§ **Exercise requirements**:
Go through the listing below and show each line that has the word "Transient".
● ● ● ●
//! Request dispatch: rate limiting, authentication, classification, retry.

use std::time::Duration;

use reqwest::header::{HeaderMap, HeaderValue, AUTHORIZATION, RETRY_AFTER, USER_AGENT, WWW_AUTHENTICATE};
use secrecy::ExposeSecret;
use serde_json::Value;
use tracing::{debug, warn};
use url::Url;

use crate::error::ApiErrorItem;
use crate::{Error, Result};

use super::http::ClientInner;
use super::request::ApiRequest;
use super::transport::{HttpRequest, HttpResponse};

/// Outcome of sending a request once.
#[derive(Debug)]
enum Attempt {
    Success(Value),
    RateLimited {
        wait: Duration,
        message: String,
        body: Value,
    },
    Transient(Error),
    Fatal(Error),
}

impl ClientInner {
    /// Execute one logical API call and return the parsed JSON body.
    ///
    /// A server-requested wait no longer than `ratelimit_seconds` is slept
    /// through (plus one second) and the request reissued once. Transient
    /// failures are retried with backoff only for requests marked
    /// safe to retry.
    pub(crate) async fn execute(&self, request: ApiRequest) -> Result<Value> {
        let mut failures = 0u32;
        let mut rate_limited = false;

        loop {
            let error = match self.attempt(&request).await {
                Attempt::Success(value) => return Ok(value),
                Attempt::Fatal(e) => return Err(e),
                Attempt::RateLimited {
                    wait,
                    message,
                    body,
                } => {
                    if rate_limited || wait > self.config.ratelimit_ceiling() {
                        warn!(
                            path = %request.path,
                            wait_ms = wait.as_millis() as u64,
                            "rate limit wait exceeds ceiling"
                        );
                        return Err(Error::RateLimitExceeded {
                            wait,
                            message,
                            body,
                        });
                    }
                    rate_limited = true;
                    let pause = wait + Duration::from_secs(1);
                    debug!(
                        path = %request.path,
                        pause_ms = pause.as_millis() as u64,
                        "rate limited; sleeping before retry"
                    );
                    tokio::time::sleep(pause).await;
                    continue;
                }
                Attempt::Transient(e) => e,
            };

            if !request.safe_retry || failures >= self.config.retry.max_retries {
                if failures > 0 {
                    warn!(path = %request.path, attempts = failures + 1, error = %error, "giving up");
                }
                return Err(error);
            }

            let backoff = self.config.retry.backoff_for_attempt(failures);
            failures += 1;
            debug!(
                path = %request.path,
                attempt = failures,
                backoff_ms = backoff.as_millis() as u64,
                error = %error,
                "retrying request"
            );
            tokio::time::sleep(backoff).await;
        }
    }

    async fn attempt(&self, request: &ApiRequest) -> Attempt {
        // The lock is released before sleeping.
        let delay = self.limiter.lock().await.delay_before_next_call();
        if !delay.is_zero() {
            debug!(delay_ms = delay.as_millis() as u64, "waiting for rate limit reset");
            tokio::time::sleep(delay).await;
        }

        if let Err(e) = self.ensure_session_valid().await {
            return Attempt::Fatal(e);
        }

        let http_request = match self.build_request(request).await {
            Ok(r) => r,
            Err(e) => return Attempt::Fatal(e),
        };

        let response = match self.transport.send(http_request).await {
            Ok(r) => r,
            Err(e) if e.is_retryable() => return Attempt::Transient(e),
            Err(e) => return Attempt::Fatal(e),
        };

        self.limiter.lock().await.observe(&response.headers);
        self.classify(response)
    }

    async fn build_request(&self, request: &ApiRequest) -> Result<HttpRequest> {
        let mut url = Url::parse(&format!(
            "{}{}",
            self.config.oauth_url.trim_end_matches('/'),
            request.path
        ))?;
        {
            let mut pairs = url.query_pairs_mut();
            for (key, value) in &request.query {
                pairs.append_pair(key, value);
            }
            pairs.append_pair("raw_json", "1");
        }

        let mut headers = HeaderMap::new();
        let token = self.session.access_token().await;
        headers.insert(
            AUTHORIZATION,
            HeaderValue::from_str(&format!("bearer {}", token.expose_secret()))
                .map_err(|_| Error::InvalidInput("Invalid token format".to_string()))?,
        );
        headers.insert(
            USER_AGENT,
            HeaderValue::from_str(&self.config.user_agent)
                .map_err(|_| Error::Config("Invalid user agent".to_string()))?,
        );

        Ok(HttpRequest {
            method: request.method.clone(),
            url,
            headers,
            basic_auth: None,
            body: request.body.clone(),
        })
    }

    fn classify(&self, response: HttpResponse) -> Attempt {
        let status = response.status;
        let parsed: Option<Value> = serde_json::from_str(&response.body).ok();

        if response.is_success() {
            let Some(value) = parsed else {
                if response.body.trim().is_empty() {
                    return Attempt::Success(Value::Null);
                }
                return Attempt::Transient(Error::Transport(format!(
                    "malformed response body (status {status})"
                )));
            };

            let errors = api_errors(&value);
            if errors.is_empty() {
                return Attempt::Success(value);
            }
            let wait = errors
                .iter()
                .filter(|item| item.error_type == "RATELIMIT")
                .find_map(|item| parse_ratelimit_wait(&item.message).map(|w| (w, item)));
            if let Some((wait, item)) = wait {
                return Attempt::RateLimited {
                    wait,
                    message: item.message.clone(),
                    body: value,
                };
            }
            return Attempt::Fatal(Error::Api(errors));
        }

        let body = parsed.unwrap_or_else(|| Value::String(response.body.clone()));

        match status {
            429 => {
                let message = body
                    .get("message")
                    .and_then(Value::as_str)
                    .unwrap_or("Too Many Requests")
                    .to_string();
                let wait = retry_after(&response.headers)
                    .or_else(|| parse_ratelimit_wait(&message))
                    .unwrap_or_else(|| self.config.ratelimit_ceiling());
                Attempt::RateLimited {
                    wait,
                    message,
                    body,
                }
            }
            401 => Attempt::Fatal(Error::Authentication(describe(&body, "invalid or expired token"))),
            403 if response.headers.contains_key(WWW_AUTHENTICATE) => {
                Attempt::Fatal(Error::Authentication(describe(&body, "insufficient scope")))
            }
            404 => Attempt::Fatal(Error::NotFound(describe(&body, "Resource not found"))),
            s if self.config.retry.should_retry_status(s) => {
                Attempt::Transient(Error::from_api_response(s, body))
            }
            s => Attempt::Fatal(Error::from_api_response(s, body)),
        }
    }
}

fn describe(body: &Value, fallback: &str) -> String {
    body.get("message")
        .or_else(|| body.get("reason"))
        .and_then(Value::as_str)
        .unwrap_or(fallback)
        .to_string()
}

fn api_errors(value: &Value) -> Vec<ApiErrorItem> {
    value
        .pointer("/json/errors")
        .and_then(Value::as_array)
        .map(|items| items.iter().filter_map(ApiErrorItem::from_value).collect())
        .unwrap_or_default()
}

fn retry_after(headers: &HeaderMap) -> Option<Duration> {
    let secs: f64 = headers.get(RETRY_AFTER)?.to_str().ok()?.trim().parse().ok()?;
    Duration::try_from_secs_f64(secs).ok()
}

/// Extract the wait from messages like "Try again in 6 seconds.".
///
/// Recognizes one to three digits followed by a millisecond, second or
/// minute unit; milliseconds keep their sub-second precision.
pub(crate) fn parse_ratelimit_wait(message: &str) -> Option<Duration> {
    let words: Vec<&str> = message.split_whitespace().collect();
    words.windows(2).find_map(|pair| {
        let digits = pair[0];
        if digits.is_empty() || digits.len() > 3 || !digits.bytes().all(|b| b.is_ascii_digit()) {
            return None;
        }
        let amount: u64 = digits.parse().ok()?;
        let unit = pair[1].trim_end_matches(|c: char| !c.is_ascii_alphabetic());
        match unit {
            "millisecond" | "milliseconds" => Some(Duration::from_millis(amount)),
            "second" | "seconds" => Some(Duration::from_secs(amount)),
            "minute" | "minutes" => Some(Duration::from_secs(amount * 60)),
            _ => None,
        }
    })
}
● ● ● ●
§ **Solved problem**:
    Transient(Error),
    /// through (plus one second) and the request reissued once. Transient
                Attempt::Transient(e) => e,
            Err(e) if e.is_retryable() => return Attempt::Transient(e),
                return Attempt::Transient(Error::Transport(format!(
                Attempt::Transient(Error::from_api_response(s, body))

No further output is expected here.